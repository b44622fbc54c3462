//! Blueprint compilation across all dialects.
//!
//! Covers command assembly order, generated names, failure atomicity and
//! the users-table scenario on each grammar.

use oxide_schema_core::{
    Blueprint, Command, CompileError, Dialect, Grammar, MySqlGrammar, PostgresGrammar,
    SqliteGrammar,
};

const DIALECTS: [Dialect; 3] = [Dialect::Postgres, Dialect::MySql, Dialect::Sqlite];

fn users_table() -> Blueprint {
    let mut table = Blueprint::new("users");
    table.create();
    table.id();
    table.string("name", 255);
    table.string("email", 255).unique();
    table.timestamp("created_at").default("CURRENT_TIMESTAMP");
    table
}

// =============================================================================
// End-to-end users table
// =============================================================================

#[test]
fn test_users_table_postgres() {
    let sql = users_table().to_sql(&PostgresGrammar).unwrap();
    assert_eq!(
        sql,
        vec![
            "CREATE TABLE \"users\" (\"id\" BIGSERIAL NOT NULL, \"name\" VARCHAR(255) NOT NULL, \"email\" VARCHAR(255) NOT NULL, \"created_at\" TIMESTAMP WITHOUT TIME ZONE NOT NULL DEFAULT CURRENT_TIMESTAMP, CONSTRAINT \"pk_users\" PRIMARY KEY (\"id\"))",
            "CREATE UNIQUE INDEX \"uk_users_email\" ON \"users\" (\"email\")",
        ]
    );
}

#[test]
fn test_users_table_mysql() {
    let sql = users_table().to_sql(&MySqlGrammar).unwrap();
    assert_eq!(
        sql,
        vec![
            "CREATE TABLE `users` (`id` BIGINT UNSIGNED NOT NULL AUTO_INCREMENT, `name` VARCHAR(255) NOT NULL, `email` VARCHAR(255) NOT NULL UNIQUE, `created_at` TIMESTAMP NOT NULL DEFAULT CURRENT_TIMESTAMP, PRIMARY KEY (`id`))"
        ]
    );
}

#[test]
fn test_users_table_sqlite() {
    let sql = users_table().to_sql(&SqliteGrammar).unwrap();
    assert_eq!(
        sql,
        vec![
            "CREATE TABLE \"users\" (\"id\" INTEGER PRIMARY KEY AUTOINCREMENT NOT NULL, \"name\" TEXT NOT NULL, \"email\" TEXT NOT NULL, \"created_at\" TEXT NOT NULL DEFAULT CURRENT_TIMESTAMP)",
            "CREATE UNIQUE INDEX \"uk_users_email\" ON \"users\" (\"email\")",
        ]
    );
}

// =============================================================================
// Command assembly
// =============================================================================

#[test]
fn test_inline_uniques_precede_composite_unique() {
    let mut table = Blueprint::new("accounts");
    table.create();
    table.string("a", 50).unique();
    table.string("b", 50).unique();
    table.unique(["a", "b"]);

    for grammar in [&PostgresGrammar as &dyn Grammar, &SqliteGrammar] {
        let sql = table.to_sql(grammar).unwrap();
        assert_eq!(sql.len(), 4);
        assert!(sql[0].starts_with("CREATE TABLE "));
        assert!(sql[1].contains("uk_accounts_a\" ON"));
        assert!(sql[2].contains("uk_accounts_b\" ON"));
        assert!(sql[3].contains("uk_accounts_a_b\" ON"));
    }
}

#[test]
fn test_implied_commands_are_prepended_once() {
    let mut table = Blueprint::new("users");
    table.drop_column("legacy");
    table.string("nickname", 32).nullable();
    table.string("email", 320).change();
    table.integer("age").nullable();

    assert_eq!(
        table.commands(),
        vec![Command::Change, Command::Add, Command::DropColumn]
    );

    let sql = table.to_sql(&PostgresGrammar).unwrap();
    assert_eq!(
        sql,
        vec![
            "ALTER TABLE \"users\" ALTER COLUMN \"email\" TYPE VARCHAR(320), ALTER COLUMN \"email\" SET NOT NULL, ALTER COLUMN \"email\" DROP DEFAULT",
            "ALTER TABLE \"users\" ADD COLUMN \"nickname\" VARCHAR(32), ADD COLUMN \"age\" INTEGER",
            "ALTER TABLE \"users\" DROP COLUMN \"legacy\"",
        ]
    );
}

#[test]
fn test_added_column_index_follows_add() {
    let mut table = Blueprint::new("users");
    table.string("slug", 100).index();

    let sql = table.to_sql(&MySqlGrammar).unwrap();
    assert_eq!(
        sql,
        vec![
            "ALTER TABLE `users` ADD COLUMN `slug` VARCHAR(100) NOT NULL",
            "CREATE INDEX `idx_users_slug` ON `users` (`slug`)",
        ]
    );
}

#[test]
fn test_foreign_keys_come_last() {
    let mut table = Blueprint::new("posts");
    table.create();
    table.id();
    table.foreign_id("user_id").index();
    table
        .foreign("user_id")
        .references("id")
        .on("users")
        .cascade_on_delete();

    let sql = table.to_sql(&PostgresGrammar).unwrap();
    assert_eq!(sql.len(), 3);
    assert_eq!(
        sql[1],
        "CREATE INDEX \"idx_posts_user_id\" ON \"posts\" (\"user_id\")"
    );
    assert_eq!(
        sql[2],
        "ALTER TABLE \"posts\" ADD CONSTRAINT \"fk_posts_users\" FOREIGN KEY (\"user_id\") REFERENCES \"users\" (\"id\") ON DELETE CASCADE"
    );
}

#[test]
fn test_recompiling_is_idempotent() {
    let mut table = Blueprint::new("app.orders");
    table.string("reference", 40).unique();
    table.index(["customer_id", "placed_at"]);
    table.foreign("customer_id").references("id").on("app.customers");

    for dialect in [Dialect::Postgres, Dialect::MySql] {
        let grammar = dialect.grammar();
        let first = table.to_sql(grammar.as_ref()).unwrap();
        let second = table.to_sql(grammar.as_ref()).unwrap();
        assert_eq!(first, second);
        assert!(first.iter().any(|s| s.contains("idx_orders_customer_id_placed_at")));
        assert!(first.iter().any(|s| s.contains("fk_orders_customers")));
    }
}

#[test]
fn test_create_if_not_exists_guards_every_statement() {
    for dialect in DIALECTS {
        let mut table = Blueprint::new("posts");
        table.create_if_not_exists();
        table.id();
        table.foreign_id("user_id");
        table.string("slug", 100).unique();
        table.index(["user_id", "slug"]);
        table.foreign("user_id").references("id").on("users");

        let sql = table.to_sql(dialect.grammar().as_ref()).unwrap();
        assert!(
            sql.iter().all(|s| s.contains("IF NOT EXISTS")),
            "{dialect}: {sql:?}"
        );
        assert!(
            sql.iter().all(|s| !s.starts_with("ALTER TABLE")),
            "{dialect}: {sql:?}"
        );
    }
}

// =============================================================================
// Failures
// =============================================================================

#[test]
fn test_incomplete_foreign_key_fails_everywhere() {
    let cases: [(&str, &str, &str, &str); 3] = [
        ("", "users", "id", "column"),
        ("user_id", "", "id", "referenced table"),
        ("user_id", "users", "", "referenced column"),
    ];
    for (column, on, references, missing) in cases {
        for dialect in DIALECTS {
            let mut table = Blueprint::new("posts");
            table.create();
            table.id();
            table.foreign_id("user_id");
            table.foreign(column).on(on).references(references);

            let result = table.to_sql(dialect.grammar().as_ref());
            assert_eq!(
                result,
                Err(CompileError::IncompleteForeignKey {
                    table: "posts".into(),
                    missing,
                }),
                "{dialect}: {missing}"
            );
        }
    }
}

#[test]
fn test_non_finite_default_fails_everywhere() {
    for value in [f64::NAN, f64::INFINITY, f64::NEG_INFINITY] {
        for dialect in DIALECTS {
            let mut table = Blueprint::new("readings");
            table.create();
            table.double("value").default(value);
            assert_eq!(
                table.to_sql(dialect.grammar().as_ref()),
                Err(CompileError::NonFiniteDefault {
                    column: "value".into()
                }),
                "{dialect}"
            );
        }
    }
}

#[test]
fn test_empty_table_name_fails() {
    for dialect in DIALECTS {
        let mut table = Blueprint::new("");
        table.drop();
        assert_eq!(
            table.to_sql(dialect.grammar().as_ref()),
            Err(CompileError::EmptyTableName)
        );
    }
}

#[test]
fn test_index_without_columns_fails() {
    let mut table = Blueprint::new("users");
    table.index(Vec::<String>::new());
    assert!(matches!(
        table.to_sql(&PostgresGrammar),
        Err(CompileError::EmptyIndexColumns { .. })
    ));
}

#[test]
fn test_empty_index_name_fails() {
    let mut table = Blueprint::new("users");
    table.unique(["email"]).name("");
    assert_eq!(
        table.to_sql(&MySqlGrammar),
        Err(CompileError::EmptyIndexName {
            table: "users".into()
        })
    );
}

// =============================================================================
// Rename and drop
// =============================================================================

#[test]
fn test_rename_emits_one_statement_per_dialect() {
    let expected = [
        "ALTER TABLE \"users\" RENAME TO \"people\"",
        "RENAME TABLE `users` TO `people`",
        "ALTER TABLE \"users\" RENAME TO \"people\"",
    ];
    for (dialect, expected) in DIALECTS.into_iter().zip(expected) {
        let mut table = Blueprint::new("users");
        table.rename("people");
        assert_eq!(table.to_sql(dialect.grammar().as_ref()).unwrap(), vec![expected]);
    }
}

#[test]
fn test_drop_variants() {
    for dialect in DIALECTS {
        let grammar = dialect.grammar();
        let mut table = Blueprint::new("sessions");
        table.drop_if_exists();
        let sql = table.to_sql(grammar.as_ref()).unwrap();
        assert_eq!(sql.len(), 1);
        assert!(sql[0].starts_with("DROP TABLE IF EXISTS "));
    }
}
/// Returns the explicit or conventional name of an index.
pub(crate) fn index_name(blueprint: &Blueprint, index: &IndexDefinition) -> String {
    index
        .name
        .clone()
        .unwrap_or_else(|| naming::index(blueprint.table(), index.kind, &index.columns))
}

/// Returns the explicit or conventional name of a foreign key.
pub(crate) fn foreign_name(blueprint: &Blueprint, foreign_key: &ForeignKeyDefinition) -> String {
    foreign_key
        .name
        .clone()
        .unwrap_or_else(|| naming::foreign_key(blueprint.table(), &foreign_key.on))
}

pub(crate) fn validate_table(blueprint: &Blueprint) -> Result<()> {
    if blueprint.table().trim().is_empty() {
        return Err(CompileError::EmptyTableName);
    }
    Ok(())
}

/// Checks column names and enumeration values.
pub(crate) fn validate_columns(blueprint: &Blueprint) -> Result<()> {
    let mut seen = HashSet::new();
    for column in blueprint.columns() {
        if column.name.trim().is_empty() {
            return Err(CompileError::EmptyColumnName {
                table: blueprint.table().to_string(),
            });
        }
        if !seen.insert(column.name.as_str()) {
            return Err(CompileError::DuplicateColumn {
                table: blueprint.table().to_string(),
                column: column.name.clone(),
            });
        }
        if let ColumnType::Enum { allowed } = &column.column_type {
            if allowed.is_empty() {
                return Err(CompileError::EmptyEnumValues {
                    column: column.name.clone(),
                });
            }
        }
        if let Some(DefaultValue::Float(value)) = &column.default {
            if !value.is_finite() {
                return Err(CompileError::NonFiniteDefault {
                    column: column.name.clone(),
                });
            }
        }
    }
    Ok(())
}

fn validate_names<'a>(blueprint: &Blueprint, mut names: impl Iterator<Item = &'a String>) -> Result<()> {
    if names.any(|n| n.trim().is_empty()) {
        return Err(CompileError::EmptyColumnName {
            table: blueprint.table().to_string(),
        });
    }
    Ok(())
}

pub(crate) fn validate_index(blueprint: &Blueprint, index: &IndexDefinition) -> Result<()> {
    if index.columns.is_empty() {
        return Err(CompileError::EmptyIndexColumns {
            table: blueprint.table().to_string(),
            kind: index.kind,
        });
    }
    validate_names(blueprint, index.columns.iter())?;
    if index.name.as_deref().is_some_and(|n| n.trim().is_empty()) {
        return Err(CompileError::EmptyIndexName {
            table: blueprint.table().to_string(),
        });
    }
    Ok(())
}

pub(crate) fn validate_foreign(blueprint: &Blueprint, foreign_key: &ForeignKeyDefinition) -> Result<()> {
    let missing = if foreign_key.column.trim().is_empty() {
        Some("column")
    } else if foreign_key.on.trim().is_empty() {
        Some("referenced table")
    } else if foreign_key.references.trim().is_empty() {
        Some("referenced column")
    } else {
        None
    };
    match missing {
        Some(missing) => Err(CompileError::IncompleteForeignKey {
            table: blueprint.table().to_string(),
            missing,
        }),
        None => Ok(()),
    }
}

pub(crate) fn new_name(blueprint: &Blueprint) -> Result<&str> {
    match blueprint.new_name() {
        Some(name) if !name.trim().is_empty() => Ok(name),
        _ => Err(CompileError::MissingNewName {
            table: blueprint.table().to_string(),
        }),
    }
}

/// Splits a possibly qualified table name into schema and table.
pub(crate) fn split_table(table: &str) -> (Option<&str>, &str) {
    match table.rsplit_once('.') {
        Some((schema, name)) => (Some(schema), name),
        None => (None, table),
    }
}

What is needed
In this exercise, copy only the lines from the opening line of the material through the line where "let sql = users_table().to_sql(&MySqlGrammar).unwrap();" appears.

Solution for this task
repository b44622fbc54c3462
//! Blueprint compilation across all dialects.
//!
//! Covers command assembly order, generated names, failure atomicity and
//! the users-table scenario on each grammar.

use oxide_schema_core::{
    Blueprint, Command, CompileError, Dialect, Grammar, MySqlGrammar, PostgresGrammar,
    SqliteGrammar,
};

const DIALECTS: [Dialect; 3] = [Dialect::Postgres, Dialect::MySql, Dialect::Sqlite];

fn users_table() -> Blueprint {
    let mut table = Blueprint::new("users");
    table.create();
    table.id();
    table.string("name", 255);
    table.string("email", 255).unique();
    table.timestamp("created_at").default("CURRENT_TIMESTAMP");
    table
}

// =============================================================================
// End-to-end users table
// =============================================================================

#[test]
fn test_users_table_postgres() {
    let sql = users_table().to_sql(&PostgresGrammar).unwrap();
    assert_eq!(
        sql,
        vec![
            "CREATE TABLE \"users\" (\"id\" BIGSERIAL NOT NULL, \"name\" VARCHAR(255) NOT NULL, \"email\" VARCHAR(255) NOT NULL, \"created_at\" TIMESTAMP WITHOUT TIME ZONE NOT NULL DEFAULT CURRENT_TIMESTAMP, CONSTRAINT \"pk_users\" PRIMARY KEY (\"id\"))",
            "CREATE UNIQUE INDEX \"uk_users_email\" ON \"users\" (\"email\")",
        ]
    );
}

#[test]
fn test_users_table_mysql() {
    let sql = users_table().to_sql(&MySqlGrammar).unwrap();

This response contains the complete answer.